Description of the task ▸ Repeat the records below exactly.

The input ▸
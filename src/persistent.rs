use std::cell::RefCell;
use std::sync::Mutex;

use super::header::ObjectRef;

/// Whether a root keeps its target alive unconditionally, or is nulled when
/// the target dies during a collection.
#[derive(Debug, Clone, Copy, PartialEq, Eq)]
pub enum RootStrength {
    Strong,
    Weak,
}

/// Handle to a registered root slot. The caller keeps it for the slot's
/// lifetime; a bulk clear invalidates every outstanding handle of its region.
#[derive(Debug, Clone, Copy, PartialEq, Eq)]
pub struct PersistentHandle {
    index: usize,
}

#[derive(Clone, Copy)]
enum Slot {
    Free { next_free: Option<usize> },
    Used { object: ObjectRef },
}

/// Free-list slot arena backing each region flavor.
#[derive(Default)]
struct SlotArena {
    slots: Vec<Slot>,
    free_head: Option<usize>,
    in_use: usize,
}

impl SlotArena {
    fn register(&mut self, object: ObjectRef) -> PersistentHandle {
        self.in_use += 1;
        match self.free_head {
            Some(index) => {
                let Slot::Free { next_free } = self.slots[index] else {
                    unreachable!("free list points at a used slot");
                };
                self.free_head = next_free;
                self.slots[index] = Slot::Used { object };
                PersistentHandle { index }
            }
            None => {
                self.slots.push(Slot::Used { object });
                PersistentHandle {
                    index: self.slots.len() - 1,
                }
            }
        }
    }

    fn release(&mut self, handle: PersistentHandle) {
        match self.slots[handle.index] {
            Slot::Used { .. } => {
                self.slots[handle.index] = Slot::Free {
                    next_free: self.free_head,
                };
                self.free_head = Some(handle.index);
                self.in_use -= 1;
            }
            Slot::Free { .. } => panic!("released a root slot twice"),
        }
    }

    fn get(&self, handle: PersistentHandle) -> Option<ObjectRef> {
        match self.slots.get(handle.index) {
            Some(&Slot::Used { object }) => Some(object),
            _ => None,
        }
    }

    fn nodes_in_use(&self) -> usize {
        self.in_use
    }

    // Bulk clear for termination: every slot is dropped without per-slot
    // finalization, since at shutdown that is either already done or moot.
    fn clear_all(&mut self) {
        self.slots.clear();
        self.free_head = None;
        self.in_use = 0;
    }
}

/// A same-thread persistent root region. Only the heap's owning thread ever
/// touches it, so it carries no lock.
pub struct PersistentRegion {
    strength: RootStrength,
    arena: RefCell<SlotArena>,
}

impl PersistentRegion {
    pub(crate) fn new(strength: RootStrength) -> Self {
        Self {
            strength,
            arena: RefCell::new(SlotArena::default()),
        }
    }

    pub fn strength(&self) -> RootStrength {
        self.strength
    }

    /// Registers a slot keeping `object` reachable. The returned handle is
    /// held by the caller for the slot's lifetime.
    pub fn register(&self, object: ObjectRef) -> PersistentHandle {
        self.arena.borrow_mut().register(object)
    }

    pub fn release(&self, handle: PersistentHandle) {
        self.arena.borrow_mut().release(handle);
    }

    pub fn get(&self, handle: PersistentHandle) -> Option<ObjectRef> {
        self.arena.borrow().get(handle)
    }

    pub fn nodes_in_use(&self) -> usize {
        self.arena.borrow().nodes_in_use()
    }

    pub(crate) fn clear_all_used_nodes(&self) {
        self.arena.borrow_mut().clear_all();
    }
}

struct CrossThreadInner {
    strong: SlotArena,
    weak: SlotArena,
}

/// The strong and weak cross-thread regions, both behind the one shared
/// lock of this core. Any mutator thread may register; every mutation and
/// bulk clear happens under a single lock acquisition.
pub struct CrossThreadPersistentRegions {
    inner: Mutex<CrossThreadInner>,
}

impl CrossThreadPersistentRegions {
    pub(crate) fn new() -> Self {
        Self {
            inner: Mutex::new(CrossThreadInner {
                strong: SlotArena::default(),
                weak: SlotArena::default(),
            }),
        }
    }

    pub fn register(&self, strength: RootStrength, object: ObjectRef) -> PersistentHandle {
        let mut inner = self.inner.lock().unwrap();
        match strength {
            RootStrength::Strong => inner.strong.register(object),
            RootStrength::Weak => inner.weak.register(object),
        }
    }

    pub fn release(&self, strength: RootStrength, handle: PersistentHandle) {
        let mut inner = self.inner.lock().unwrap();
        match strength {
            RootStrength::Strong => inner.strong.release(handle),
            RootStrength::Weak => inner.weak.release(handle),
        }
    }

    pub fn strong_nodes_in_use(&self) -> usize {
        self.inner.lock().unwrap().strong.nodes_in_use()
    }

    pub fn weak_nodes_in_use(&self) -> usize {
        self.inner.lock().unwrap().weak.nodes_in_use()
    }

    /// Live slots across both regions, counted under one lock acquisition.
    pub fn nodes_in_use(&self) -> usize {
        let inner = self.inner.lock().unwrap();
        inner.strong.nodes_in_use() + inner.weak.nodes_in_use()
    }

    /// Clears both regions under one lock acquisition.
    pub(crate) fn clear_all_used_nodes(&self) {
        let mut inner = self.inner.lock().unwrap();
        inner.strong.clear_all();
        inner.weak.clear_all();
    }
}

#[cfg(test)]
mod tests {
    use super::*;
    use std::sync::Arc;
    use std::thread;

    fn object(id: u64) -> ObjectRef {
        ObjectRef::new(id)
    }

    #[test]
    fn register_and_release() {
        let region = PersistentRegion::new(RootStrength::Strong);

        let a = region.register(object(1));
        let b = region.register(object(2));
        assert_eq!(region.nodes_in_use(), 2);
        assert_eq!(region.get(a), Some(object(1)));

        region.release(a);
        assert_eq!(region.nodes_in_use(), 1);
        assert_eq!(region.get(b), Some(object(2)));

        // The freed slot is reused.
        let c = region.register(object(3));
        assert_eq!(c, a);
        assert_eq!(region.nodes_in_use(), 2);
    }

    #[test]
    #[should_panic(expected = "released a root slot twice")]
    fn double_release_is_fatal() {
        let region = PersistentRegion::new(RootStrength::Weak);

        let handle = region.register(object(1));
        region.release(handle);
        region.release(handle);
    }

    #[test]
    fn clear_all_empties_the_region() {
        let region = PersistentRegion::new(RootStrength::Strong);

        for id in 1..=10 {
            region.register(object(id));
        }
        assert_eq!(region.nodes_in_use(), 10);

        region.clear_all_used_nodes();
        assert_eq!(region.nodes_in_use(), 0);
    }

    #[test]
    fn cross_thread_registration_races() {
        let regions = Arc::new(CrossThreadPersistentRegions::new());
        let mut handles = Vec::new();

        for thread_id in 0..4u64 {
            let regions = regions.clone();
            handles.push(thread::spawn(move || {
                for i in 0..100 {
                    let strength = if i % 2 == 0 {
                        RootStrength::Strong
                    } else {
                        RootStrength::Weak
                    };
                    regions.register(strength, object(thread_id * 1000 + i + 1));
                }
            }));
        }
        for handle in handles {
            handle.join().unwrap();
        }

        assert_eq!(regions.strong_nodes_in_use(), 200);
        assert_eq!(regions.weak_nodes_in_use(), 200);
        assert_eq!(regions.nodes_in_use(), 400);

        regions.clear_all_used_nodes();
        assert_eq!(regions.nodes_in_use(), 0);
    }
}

Output for this exercise ▸
filename src/persistent.rs
use std::cell::RefCell;
use std::sync::Mutex;

use super::header::ObjectRef;

/// Whether a root keeps its target alive unconditionally, or is nulled when
/// the target dies during a collection.
#[derive(Debug, Clone, Copy, PartialEq, Eq)]
pub enum RootStrength {
    Strong,
    Weak,
}

/// Handle to a registered root slot. The caller keeps it for the slot's
/// lifetime; a bulk clear invalidates every outstanding handle of its region.
#[derive(Debug, Clone, Copy, PartialEq, Eq)]
pub struct PersistentHandle {
    index: usize,
}

#[derive(Clone, Copy)]
enum Slot {
    Free { next_free: Option<usize> },
    Used { object: ObjectRef },
}

/// Free-list slot arena backing each region flavor.
#[derive(Default)]
struct SlotArena {
    slots: Vec<Slot>,
    free_head: Option<usize>,
    in_use: usize,
}

impl SlotArena {
    fn register(&mut self, object: ObjectRef) -> PersistentHandle {
        self.in_use += 1;
        match self.free_head {
            Some(index) => {
                let Slot::Free { next_free } = self.slots[index] else {
                    unreachable!("free list points at a used slot");
                };
                self.free_head = next_free;
                self.slots[index] = Slot::Used { object };
                PersistentHandle { index }
            }
            None => {
                self.slots.push(Slot::Used { object });
                PersistentHandle {
                    index: self.slots.len() - 1,
                }
            }
        }
    }

    fn release(&mut self, handle: PersistentHandle) {
        match self.slots[handle.index] {
            Slot::Used { .. } => {
                self.slots[handle.index] = Slot::Free {
                    next_free: self.free_head,
                };
                self.free_head = Some(handle.index);
                self.in_use -= 1;
            }
            Slot::Free { .. } => panic!("released a root slot twice"),
        }
    }

    fn get(&self, handle: PersistentHandle) -> Option<ObjectRef> {
        match self.slots.get(handle.index) {
            Some(&Slot::Used { object }) => Some(object),
            _ => None,
        }
    }

    fn nodes_in_use(&self) -> usize {
        self.in_use
    }

    // Bulk clear for termination: every slot is dropped without per-slot
    // finalization, since at shutdown that is either already done or moot.
    fn clear_all(&mut self) {
        self.slots.clear();
        self.free_head = None;
        self.in_use = 0;
    }
}

/// A same-thread persistent root region. Only the heap's owning thread ever
/// touches it, so it carries no lock.
pub struct PersistentRegion {
    strength: RootStrength,
    arena: RefCell<SlotArena>,
}

impl PersistentRegion {
    pub(crate) fn new(strength: RootStrength) -> Self {
        Self {
            strength,
            arena: RefCell::new(SlotArena::default()),
        }
    }

    pub fn strength(&self) -> RootStrength {
        self.strength
    }

    /// Registers a slot keeping `object` reachable. The returned handle is
    /// held by the caller for the slot's lifetime.
    pub fn register(&self, object: ObjectRef) -> PersistentHandle {
        self.arena.borrow_mut().register(object)
    }

    pub fn release(&self, handle: PersistentHandle) {
        self.arena.borrow_mut().release(handle);
    }

    pub fn get(&self, handle: PersistentHandle) -> Option<ObjectRef> {
        self.arena.borrow().get(handle)
    }

    pub fn nodes_in_use(&self) -> usize {
        self.arena.borrow().nodes_in_use()
    }

    pub(crate) fn clear_all_used_nodes(&self) {
        self.arena.borrow_mut().clear_all();
    }
}

struct CrossThreadInner {
    strong: SlotArena,
    weak: SlotArena,
}

/// The strong and weak cross-thread regions, both behind the one shared
/// lock of this core. Any mutator thread may register; every mutation and
/// bulk clear happens under a single lock acquisition.
pub struct CrossThreadPersistentRegions {
    inner: Mutex<CrossThreadInner>,
}

impl CrossThreadPersistentRegions {
    pub(crate) fn new() -> Self {
        Self {
            inner: Mutex::new(CrossThreadInner {
                strong: SlotArena::default(),
                weak: SlotArena::default(),
            }),
        }
    }

    pub fn register(&self, strength: RootStrength, object: ObjectRef) -> PersistentHandle {
        let mut inner = self.inner.lock().unwrap();
        match strength {
            RootStrength::Strong => inner.strong.register(object),
            RootStrength::Weak => inner.weak.register(object),
        }
    }

    pub fn release(&self, strength: RootStrength, handle: PersistentHandle) {
        let mut inner = self.inner.lock().unwrap();
        match strength {
            RootStrength::Strong => inner.strong.release(handle),
            RootStrength::Weak => inner.weak.release(handle),
        }
    }

    pub fn strong_nodes_in_use(&self) -> usize {
        self.inner.lock().unwrap().strong.nodes_in_use()
    }

    pub fn weak_nodes_in_use(&self) -> usize {
        self.inner.lock().unwrap().weak.nodes_in_use()
    }

    /// Live slots across both regions, counted under one lock acquisition.
    pub fn nodes_in_use(&self) -> usize {
        let inner = self.inner.lock().unwrap();
        inner.strong.nodes_in_use() + inner.weak.nodes_in_use()
    }

    /// Clears both regions under one lock acquisition.
    pub(crate) fn clear_all_used_nodes(&self) {
        let mut inner = self.inner.lock().unwrap();
        inner.strong.clear_all();
        inner.weak.clear_all();
    }
}

#[cfg(test)]
mod tests {
    use super::*;
    use std::sync::Arc;
    use std::thread;

    fn object(id: u64) -> ObjectRef {
        ObjectRef::new(id)
    }

    #[test]
    fn register_and_release() {
        let region = PersistentRegion::new(RootStrength::Strong);

        let a = region.register(object(1));
        let b = region.register(object(2));
        assert_eq!(region.nodes_in_use(), 2);
        assert_eq!(region.get(a), Some(object(1)));

        region.release(a);
        assert_eq!(region.nodes_in_use(), 1);
        assert_eq!(region.get(b), Some(object(2)));

        // The freed slot is reused.
        let c = region.register(object(3));
        assert_eq!(c, a);
        assert_eq!(region.nodes_in_use(), 2);
    }

    #[test]
    #[should_panic(expected = "released a root slot twice")]
    fn double_release_is_fatal() {
        let region = PersistentRegion::new(RootStrength::Weak);

        let handle = region.register(object(1));
        region.release(handle);
        region.release(handle);
    }

    #[test]
    fn clear_all_empties_the_region() {
        let region = PersistentRegion::new(RootStrength::Strong);

        for id in 1..=10 {
            region.register(object(id));
        }
        assert_eq!(region.nodes_in_use(), 10);

        region.clear_all_used_nodes();
        assert_eq!(region.nodes_in_use(), 0);
    }

    #[test]
    fn cross_thread_registration_races() {
        let regions = Arc::new(CrossThreadPersistentRegions::new());
        let mut handles = Vec::new();

        for thread_id in 0..4u64 {
            let regions = regions.clone();
            handles.push(thread::spawn(move || {
                for i in 0..100 {
                    let strength = if i % 2 == 0 {
                        RootStrength::Strong
                    } else {
                        RootStrength::Weak
                    };
                    regions.register(strength, object(thread_id * 1000 + i + 1));
                }
            }));
        }
        for handle in handles {
            handle.join().unwrap();
        }

        assert_eq!(regions.strong_nodes_in_use(), 200);
        assert_eq!(regions.weak_nodes_in_use(), 200);
        assert_eq!(regions.nodes_in_use(), 400);

        regions.clear_all_used_nodes();
        assert_eq!(regions.nodes_in_use(), 0);
    }
}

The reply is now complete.